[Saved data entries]
== Segment start ==

//! Request extractors

use axum::{
    async_trait,
    extract::{FromRequest, FromRequestParts, Path, Query, Request},
    Json,
};
use enfor_core::validation::validate_request;
use serde::de::DeserializeOwned;
use validator::Validate;

use crate::error::AppError;

/// JSON body that has passed its derived field validation.
///
/// Malformed JSON, wrong types and rule violations all reject with a
/// `VALIDATION_ERROR` body.
#[derive(Debug, Clone)]
pub struct ValidatedJson<T>(pub T);

#[async_trait]
impl<T, S> FromRequest<S> for ValidatedJson<T>
where
    T: DeserializeOwned + Validate,
    S: Send + Sync,
{
    type Rejection = AppError;

    async fn from_request(req: Request, state: &S) -> Result<Self, Self::Rejection> {
        let Json(value) = Json::<T>::from_request(req, state).await?;
        validate_request(&value)?;
        Ok(ValidatedJson(value))
    }
}

/// Path parameters whose parse failure renders as `VALIDATION_ERROR`.
#[derive(Debug, Clone, FromRequestParts)]
#[from_request(via(Path), rejection(AppError))]
pub struct ApiPath<T>(pub T);

/// Query string whose parse failure renders as `VALIDATION_ERROR`.
#[derive(Debug, Clone, FromRequestParts)]
#[from_request(via(Query), rejection(AppError))]
pub struct ApiQuery<T>(pub T);

#[cfg(test)]
mod tests {
    use super::*;
    use axum::body::Body;
    use enfor_core::LoginRequest;

    fn json_request(body: &str) -> Request {
        Request::builder()
            .method("POST")
            .header("content-type", "application/json")
            .body(Body::from(body.to_string()))
            .unwrap()
    }

    #[tokio::test]
    async fn test_valid_body_passes() {
        let ValidatedJson(login) = ValidatedJson::<LoginRequest>::from_request(
            json_request(r#"{"email":"jane@example.com","password":"secret123"}"#),
            &(),
        )
        .await
        .unwrap();
        assert_eq!(login.email, "jane@example.com");
    }

    #[tokio::test]
    async fn test_rule_violation_is_validation_error() {
        let err = ValidatedJson::<LoginRequest>::from_request(
            json_request(r#"{"email":"not-an-email","password":"secret123"}"#),
            &(),
        )
        .await
        .unwrap_err();
        assert_eq!(err.code(), "VALIDATION_ERROR");
        assert!(err.to_string().contains("email"));
    }

    #[tokio::test]
    async fn test_malformed_json_is_validation_error() {
        let err = ValidatedJson::<LoginRequest>::from_request(json_request("{"), &())
            .await
            .unwrap_err();
        assert_eq!(err.code(), "VALIDATION_ERROR");
    }
}
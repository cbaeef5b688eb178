//! API route definitions

use std::sync::Arc;

use axum::{
    extract::DefaultBodyLimit,
    middleware,
    routing::{get, post},
    Router,
};
use enfor_core::UserRole;

use crate::auth::middleware::{auth_middleware, optional_auth_middleware, require_role};
use crate::handlers::{appointments, auth, clients, dashboard, properties, uploads};
use crate::state::AppState;

const BROKER: &[UserRole] = &[UserRole::Broker];
const CHANNEL_PARTNER: &[UserRole] = &[UserRole::ChannelPartner];
const ADMIN: &[UserRole] = &[UserRole::Admin];

/// Multipart framing allowance on top of the file size limit
const MULTIPART_OVERHEAD: usize = 64 * 1024;

/// Create the `/api` routes
pub fn api_routes(state: Arc<AppState>) -> Router<Arc<AppState>> {
    // Public routes (no authentication required)
    let public_routes = Router::new()
        .route("/api/auth/signup", post(auth::signup_handler))
        .route("/api/auth/login", post(auth::login_handler))
        .route("/api/uploads/:filename", get(uploads::serve_upload));

    // Logout accepts a token for the audit trail but never requires one
    let logout_route = Router::new()
        .route("/api/auth/logout", post(auth::logout_handler))
        .route_layer(middleware::from_fn_with_state(
            state.clone(),
            optional_auth_middleware,
        ));

    let upload_limit = state.uploads.max_file_size() + MULTIPART_OVERHEAD;

    // Protected routes (authentication required)
    let protected_routes = Router::new()
        .route(
            "/api/auth/me",
            get(auth::me_handler).put(auth::update_me_handler),
        )
        .route("/api/auth/refresh", post(auth::refresh_handler))
        // Clients
        .route(
            "/api/clients",
            get(clients::list_clients).post(clients::create_client),
        )
        .route(
            "/api/clients/:id",
            get(clients::get_client)
                .put(clients::update_client)
                .delete(clients::delete_client),
        )
        // Properties
        .route(
            "/api/properties",
            get(properties::list_properties).post(properties::create_property),
        )
        .route(
            "/api/properties/:id",
            get(properties::get_property)
                .put(properties::update_property)
                .delete(properties::delete_property),
        )
        // Appointments
        .route(
            "/api/appointments",
            get(appointments::list_appointments).post(appointments::create_appointment),
        )
        .route(
            "/api/appointments/stats",
            get(appointments::appointment_stats),
        )
        .route(
            "/api/appointments/:id",
            get(appointments::get_appointment)
                .put(appointments::update_appointment)
                .delete(appointments::delete_appointment),
        )
        // Uploads
        .route(
            "/api/upload/profile-photo",
            post(uploads::upload_profile_photo).layer(DefaultBodyLimit::max(upload_limit)),
        )
        .route_layer(middleware::from_fn_with_state(
            state.clone(),
            auth_middleware,
        ));

    Router::new()
        .merge(public_routes)
        .merge(logout_route)
        .merge(protected_routes)
        .merge(role_route(
            "/api/broker/dashboard",
            BROKER,
            get(dashboard::broker_dashboard),
            &state,
        ))
        .merge(role_route(
            "/api/channel-partner/dashboard",
            CHANNEL_PARTNER,
            get(dashboard::channel_partner_dashboard),
            &state,
        ))
        .merge(role_route(
            "/api/admin/dashboard",
            ADMIN,
            get(dashboard::admin_dashboard),
            &state,
        ))
}

/// A single route gated on authentication and then on `roles`.
fn role_route(
    path: &str,
    roles: &'static [UserRole],
    handler: axum::routing::MethodRouter<Arc<AppState>>,
    state: &Arc<AppState>,
) -> Router<Arc<AppState>> {
    Router::new()
        .route(path, handler)
        .route_layer(middleware::from_fn(require_role(roles)))
        .route_layer(middleware::from_fn_with_state(
            state.clone(),
            auth_middleware,
        ))
}
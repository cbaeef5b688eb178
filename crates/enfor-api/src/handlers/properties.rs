//! Property listing handlers
//!
//! Every operation is scoped to the authenticated broker.

use std::sync::Arc;

use axum::{extract::State, Extension};
use enfor_core::{CreatePropertyRequest, Property, UpdatePropertyRequest};
use uuid::Uuid;

use crate::auth::AuthenticatedUser;
use crate::error::AppError;
use crate::extract::{ApiPath, ValidatedJson};
use crate::response::ApiResponse;
use crate::state::AppState;

#[utoipa::path(
    post,
    path = "/api/properties",
    tag = "properties",
    request_body = CreatePropertyRequest,
    responses(
        (status = 201, description = "Property created successfully", body = Property),
        (status = 400, description = "Invalid input", body = crate::error::ApiError),
    ),
    security(("bearer_auth" = []))
)]
pub async fn create_property(
    State(state): State<Arc<AppState>>,
    Extension(user): Extension<AuthenticatedUser>,
    ValidatedJson(request): ValidatedJson<CreatePropertyRequest>,
) -> Result<ApiResponse<Property>, AppError> {
    let property = state.properties.create(user.user_id, request).await?;
    Ok(ApiResponse::created("Property created successfully", property))
}

/// List the caller's listings, newest first
#[utoipa::path(
    get,
    path = "/api/properties",
    tag = "properties",
    responses(
        (status = 200, description = "Properties retrieved successfully", body = [Property]),
    ),
    security(("bearer_auth" = []))
)]
pub async fn list_properties(
    State(state): State<Arc<AppState>>,
    Extension(user): Extension<AuthenticatedUser>,
) -> Result<ApiResponse<Vec<Property>>, AppError> {
    let properties = state.properties.list(user.user_id).await?;
    Ok(ApiResponse::ok("Properties retrieved successfully", properties))
}

#[utoipa::path(
    get,
    path = "/api/properties/{id}",
    tag = "properties",
    params(("id" = Uuid, Path, description = "Property id")),
    responses(
        (status = 200, description = "Property retrieved successfully", body = Property),
        (status = 404, description = "Property not found", body = crate::error::ApiError),
    ),
    security(("bearer_auth" = []))
)]
pub async fn get_property(
    State(state): State<Arc<AppState>>,
    Extension(user): Extension<AuthenticatedUser>,
    ApiPath(id): ApiPath<Uuid>,
) -> Result<ApiResponse<Property>, AppError> {
    let property = state.properties.get(id, user.user_id).await?;
    Ok(ApiResponse::ok("Property retrieved successfully", property))
}

/// Partial update; the apartment and house room rule applies to the merged listing
#[utoipa::path(
    put,
    path = "/api/properties/{id}",
    tag = "properties",
    params(("id" = Uuid, Path, description = "Property id")),
    request_body = UpdatePropertyRequest,
    responses(
        (status = 200, description = "Property updated successfully", body = Property),
        (status = 400, description = "Invalid input", body = crate::error::ApiError),
        (status = 404, description = "Property not found", body = crate::error::ApiError),
    ),
    security(("bearer_auth" = []))
)]
pub async fn update_property(
    State(state): State<Arc<AppState>>,
    Extension(user): Extension<AuthenticatedUser>,
    ApiPath(id): ApiPath<Uuid>,
    ValidatedJson(patch): ValidatedJson<UpdatePropertyRequest>,
) -> Result<ApiResponse<Property>, AppError> {
    let property = state.properties.update(id, user.user_id, patch).await?;
    Ok(ApiResponse::ok("Property updated successfully", property))
}

#[utoipa::path(
    delete,
    path = "/api/properties/{id}",
    tag = "properties",
    params(("id" = Uuid, Path, description = "Property id")),
    responses(
        (status = 200, description = "Property deleted successfully"),
        (status = 404, description = "Property not found", body = crate::error::ApiError),
    ),
    security(("bearer_auth" = []))
)]
pub async fn delete_property(
    State(state): State<Arc<AppState>>,
    Extension(user): Extension<AuthenticatedUser>,
    ApiPath(id): ApiPath<Uuid>,
) -> Result<ApiResponse<()>, AppError> {
    state.properties.delete(id, user.user_id).await?;
    Ok(ApiResponse::message("Property deleted successfully"))
}
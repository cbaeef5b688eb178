//! Health check handlers

use std::sync::Arc;

use axum::{extract::State, http::StatusCode, response::IntoResponse, Json};
use serde::Serialize;
use tracing::warn;
use utoipa::ToSchema;

use crate::state::AppState;

/// Health check response
#[derive(Serialize, ToSchema)]
pub struct HealthResponse {
    pub status: String,
    pub version: String,
}

/// Liveness probe
#[utoipa::path(
    get,
    path = "/health",
    tag = "health",
    responses(
        (status = 200, description = "Service is alive", body = HealthResponse)
    )
)]
pub async fn health_check() -> impl IntoResponse {
    Json(HealthResponse {
        status: "ok".to_string(),
        version: env!("CARGO_PKG_VERSION").to_string(),
    })
}

/// Readiness response
#[derive(Serialize, ToSchema)]
pub struct ReadinessResponse {
    pub ready: bool,
    pub database: bool,
}

/// Readiness probe - round trip to the backing store
#[utoipa::path(
    get,
    path = "/ready",
    tag = "health",
    responses(
        (status = 200, description = "Service is ready", body = ReadinessResponse),
        (status = 503, description = "Service not ready", body = ReadinessResponse)
    )
)]
pub async fn readiness_check(State(state): State<Arc<AppState>>) -> impl IntoResponse {
    let database = match state.store.ping().await {
        Ok(()) => true,
        Err(e) => {
            warn!(error = %e, "Readiness check failed");
            false
        }
    };

    let status = if database {
        StatusCode::OK
    } else {
        StatusCode::SERVICE_UNAVAILABLE
    };

    (
        status,
        Json(ReadinessResponse {
            ready: database,
            database,
        }),
    )
}

/// JSON metrics response
#[derive(Serialize, ToSchema)]
pub struct MetricsResponse {
    pub uptime_seconds: u64,
    pub total_requests: u64,
    pub requests_per_second: f64,
}

#[utoipa::path(
    get,
    path = "/metrics",
    tag = "health",
    responses(
        (status = 200, description = "Request counters", body = MetricsResponse)
    )
)]
pub async fn metrics(State(state): State<Arc<AppState>>) -> impl IntoResponse {
    let uptime = state.uptime_secs();
    let total_requests = state.get_request_count();
    let rps = if uptime > 0 {
        total_requests as f64 / uptime as f64
    } else {
        0.0
    };

    Json(MetricsResponse {
        uptime_seconds: uptime,
        total_requests,
        requests_per_second: rps,
    })
}
//! Profile photo storage on the local filesystem
//!
//! Files are written under the configured root with a generated name
//! `<uuid>_<unix-seconds>.<ext>` and referenced as `/uploads/<name>`.

use std::path::{Path, PathBuf};

use base64::engine::general_purpose::URL_SAFE_NO_PAD;
use base64::Engine;
use chrono::Utc;
use enfor_core::UploadConfig;
use sha2::{Digest, Sha256};
use thiserror::Error;
use tracing::{debug, warn};
use uuid::Uuid;

use crate::error::AppError;

/// Upload and download failures
#[derive(Debug, Error)]
pub enum UploadError {
    #[error("Please provide a profile photo")]
    MissingFile,

    #[error("Uploaded file is empty")]
    EmptyFile,

    #[error("File size must be at most {max_mb} MB")]
    TooLarge { max_mb: usize },

    #[error("Only JPEG, PNG, GIF, and WebP images are allowed")]
    UnsupportedType,

    #[error("Invalid filename")]
    InvalidFilename,

    #[error("File not found")]
    NotFound,

    #[error("Upload storage failure: {0}")]
    Io(#[from] std::io::Error),
}

impl From<UploadError> for AppError {
    fn from(err: UploadError) -> Self {
        match err {
            UploadError::NotFound => AppError::NotFound("File".to_string()),
            UploadError::Io(e) => AppError::Internal(e.to_string()),
            other => AppError::Validation(other.to_string()),
        }
    }
}

/// A file written by [`UploadStore::save`]
#[derive(Debug, Clone)]
pub struct StoredFile {
    pub name: String,
    /// Value recorded on the user, `/uploads/<name>`
    pub reference: String,
    pub size: usize,
}

/// A file read back for serving
#[derive(Debug, Clone)]
pub struct ServedFile {
    pub bytes: Vec<u8>,
    pub content_type: &'static str,
    /// Strong validator derived from the content
    pub etag: String,
}

#[derive(Debug, Clone)]
pub struct UploadStore {
    root: PathBuf,
    max_file_size: usize,
    allowed_extensions: Vec<String>,
}

impl UploadStore {
    pub fn new(config: &UploadConfig) -> Self {
        Self {
            root: config.path.clone(),
            max_file_size: config.max_file_size,
            allowed_extensions: config
                .allowed_extensions
                .iter()
                .map(|e| e.trim_start_matches('.').to_lowercase())
                .collect(),
        }
    }

    pub fn root(&self) -> &Path {
        &self.root
    }

    pub fn max_file_size(&self) -> usize {
        self.max_file_size
    }

    /// Lower-cased extension of `filename` if it is on the allow-list.
    pub fn allowed_extension(&self, filename: &str) -> Result<String, UploadError> {
        let ext = Path::new(filename)
            .extension()
            .and_then(|e| e.to_str())
            .map(str::to_lowercase)
            .ok_or(UploadError::UnsupportedType)?;

        if self.allowed_extensions.iter().any(|allowed| *allowed == ext) {
            Ok(ext)
        } else {
            Err(UploadError::UnsupportedType)
        }
    }

    /// Check size and type, then write the bytes under a fresh name.
    pub async fn save(&self, original_name: &str, bytes: &[u8]) -> Result<StoredFile, UploadError> {
        if bytes.is_empty() {
            return Err(UploadError::EmptyFile);
        }
        if bytes.len() > self.max_file_size {
            return Err(UploadError::TooLarge {
                max_mb: self.max_file_size / 1024 / 1024,
            });
        }
        let ext = self.allowed_extension(original_name)?;

        tokio::fs::create_dir_all(&self.root).await?;
        let name = format!("{}_{}.{}", Uuid::new_v4(), Utc::now().timestamp(), ext);
        tokio::fs::write(self.root.join(&name), bytes).await?;
        debug!(file = %name, size = bytes.len(), "Stored upload");

        Ok(StoredFile {
            reference: format!("/uploads/{name}"),
            name,
            size: bytes.len(),
        })
    }

    /// Best-effort removal of a stored file.
    pub async fn remove(&self, name: &str) {
        let Ok(name) = sanitize_filename(name) else {
            return;
        };
        if let Err(e) = tokio::fs::remove_file(self.root.join(name)).await {
            warn!(file = %name, error = %e, "Failed to remove upload");
        }
    }

    pub async fn read(&self, name: &str) -> Result<ServedFile, UploadError> {
        let name = sanitize_filename(name)?;
        let bytes = match tokio::fs::read(self.root.join(name)).await {
            Ok(bytes) => bytes,
            Err(e) if e.kind() == std::io::ErrorKind::NotFound => return Err(UploadError::NotFound),
            Err(e) => return Err(e.into()),
        };

        Ok(ServedFile {
            etag: etag_for(&bytes),
            content_type: content_type_for(name),
            bytes,
        })
    }
}

/// Accept a bare file name only: no separators, no parent segments.
pub fn sanitize_filename(name: &str) -> Result<&str, UploadError> {
    if name.is_empty() || name.contains("..") || name.contains('/') || name.contains('\\') {
        return Err(UploadError::InvalidFilename);
    }
    Ok(name)
}

pub fn content_type_for(name: &str) -> &'static str {
    let ext = Path::new(name)
        .extension()
        .and_then(|e| e.to_str())
        .map(str::to_lowercase);

    match ext.as_deref() {
        Some("jpg") | Some("jpeg") => "image/jpeg",
        Some("png") => "image/png",
        Some("gif") => "image/gif",
        Some("webp") => "image/webp",
        _ => "application/octet-stream",
    }
}

fn etag_for(bytes: &[u8]) -> String {
    let digest = Sha256::digest(bytes);
    format!("\"{}\"", URL_SAFE_NO_PAD.encode(digest))
}

#[cfg(test)]
mod tests {
    use super::*;
    use proptest::prelude::*;

    fn store(dir: &Path) -> UploadStore {
        UploadStore::new(&UploadConfig {
            path: dir.to_path_buf(),
            max_file_size: 1024,
            ..Default::default()
        })
    }

    fn temp_dir() -> PathBuf {
        std::env::temp_dir().join(format!("enfor-uploads-{}", Uuid::new_v4()))
    }

    #[test]
    fn test_sanitize_rejects_traversal() {
        assert!(sanitize_filename("../etc/passwd").is_err());
        assert!(sanitize_filename("a/b.png").is_err());
        assert!(sanitize_filename("a\\b.png").is_err());
        assert!(sanitize_filename("..").is_err());
        assert!(sanitize_filename("").is_err());
        assert_eq!(sanitize_filename("photo.png").unwrap(), "photo.png");
    }

    #[test]
    fn test_extension_allow_list() {
        let store = store(&temp_dir());
        assert_eq!(store.allowed_extension("me.JPG").unwrap(), "jpg");
        assert_eq!(store.allowed_extension("me.webp").unwrap(), "webp");
        assert!(store.allowed_extension("me.exe").is_err());
        assert!(store.allowed_extension("noext").is_err());
    }

    #[test]
    fn test_content_types() {
        assert_eq!(content_type_for("a.jpeg"), "image/jpeg");
        assert_eq!(content_type_for("a.PNG"), "image/png");
        assert_eq!(content_type_for("a.bin"), "application/octet-stream");
    }

    #[tokio::test]
    async fn test_save_read_remove() {
        let dir = temp_dir();
        let store = store(&dir);

        let stored = store.save("avatar.png", b"not really a png").await.unwrap();
        assert!(stored.reference.starts_with("/uploads/"));
        assert!(stored.name.ends_with(".png"));
        assert_eq!(stored.name.split('_').count(), 2);

        let served = store.read(&stored.name).await.unwrap();
        assert_eq!(served.bytes, b"not really a png");
        assert_eq!(served.content_type, "image/png");
        assert!(served.etag.starts_with('"'));

        store.remove(&stored.name).await;
        assert!(matches!(
            store.read(&stored.name).await,
            Err(UploadError::NotFound)
        ));

        let _ = std::fs::remove_dir_all(dir);
    }

    #[tokio::test]
    async fn test_size_and_type_limits() {
        let store = store(&temp_dir());
        assert!(matches!(
            store.save("big.png", &[0u8; 2048]).await,
            Err(UploadError::TooLarge { .. })
        ));
        assert!(matches!(
            store.save("script.sh", b"echo").await,
            Err(UploadError::UnsupportedType)
        ));
        assert!(matches!(
            store.save("empty.png", b"").await,
            Err(UploadError::EmptyFile)
        ));
    }

    proptest! {
        #[test]
        fn prop_names_with_separators_are_rejected(
            prefix in "[a-z]{0,8}",
            suffix in "[a-z]{0,8}",
            sep in prop::sample::select(vec!["/", "\\", ".."]),
        ) {
            let name = format!("{prefix}{sep}{suffix}");
            prop_assert!(sanitize_filename(&name).is_err());
        }

        #[test]
        fn prop_plain_names_are_accepted(name in "[a-zA-Z0-9_-]{1,32}\\.(png|jpg)") {
            prop_assert_eq!(sanitize_filename(&name).unwrap(), name.as_str());
        }
    }
}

== Segment end ==

# Exercise description:
With the data above as the source, tally the lines that include the string "stream", and give that figure alone.

# Response box:
2